What to do ▸ Copies of all lines that contain "SummaryOutput" are needed; take them from the data below.

-=-=-=-=-

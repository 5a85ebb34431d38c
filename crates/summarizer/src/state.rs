//! Records threaded through the decode loop and collected from it.

use candle_core::{Result, Tensor};
use layers::{LstmState, PrecisionPolicy};

use crate::encoder::EncoderOutput;

/// Everything one decode step hands to the next.
#[derive(Debug, Clone)]
pub struct DecoderState {
    /// Decoder LSTM `(h, c)`, each `[batch, H]`.
    pub recurrent: LstmState,
    /// Previous attention context, `[batch, 2H]`.
    pub context: Tensor,
    /// Attention mass accumulated so far, `[source_len, batch]` in the
    /// reduction dtype.
    pub coverage: Tensor,
}

impl DecoderState {
    /// State before the first step: the encoder's reduced state, a zero
    /// context and zero coverage.
    pub fn initial(encoded: &EncoderOutput) -> Result<Self> {
        let (batch, _, width) = encoded.outputs.dims3()?;
        let dtype = encoded.outputs.dtype();
        let reduction = PrecisionPolicy::from_parameter_dtype(dtype).reduction();
        let device = encoded.outputs.device();
        Ok(Self {
            recurrent: encoded.initial_state.clone(),
            context: Tensor::zeros((batch, width), dtype, device)?,
            coverage: Tensor::zeros((encoded.source_len(), batch), reduction, device)?,
        })
    }
}

/// Per-step results of a teacher-forced run, each in step order.
#[derive(Debug, Clone)]
pub struct SummaryOutput {
    /// Vocabulary distributions, each `[batch, vocab_size]`.
    pub distributions: Vec<Tensor>,
    /// Attention weights, each `[source_len, batch]`.
    pub attentions: Vec<Tensor>,
    /// Coverage consumed by each step, each `[source_len, batch]`.
    /// Entry `t` is the sum of `attentions[..t]`, so entry 0 is all zeros.
    /// This is the coverage passed into step `t`, not the one it returns
    /// (that one is `coverages[t + 1]`, or `final_coverage` for the last step).
    pub coverages: Vec<Tensor>,
    /// Coverage after the last step, `[source_len, batch]`.
    pub final_coverage: Tensor,
    /// Generation gate per step, each `[batch, 1]`; empty unless the copy
    /// mechanism is enabled.
    pub generation_probabilities: Vec<Tensor>,
}

impl SummaryOutput {
    pub(crate) fn with_capacity(steps: usize, initial_coverage: Tensor) -> Self {
        Self {
            distributions: Vec::with_capacity(steps),
            attentions: Vec::with_capacity(steps),
            coverages: Vec::with_capacity(steps),
            final_coverage: initial_coverage,
            generation_probabilities: Vec::new(),
        }
    }

    /// Number of decode steps recorded.
    pub fn len(&self) -> usize {
        self.distributions.len()
    }

    pub fn is_empty(&self) -> bool {
        self.distributions.is_empty()
    }
}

-=-=-=-=-

Response for this exercise ▸
pub struct SummaryOutput {
impl SummaryOutput {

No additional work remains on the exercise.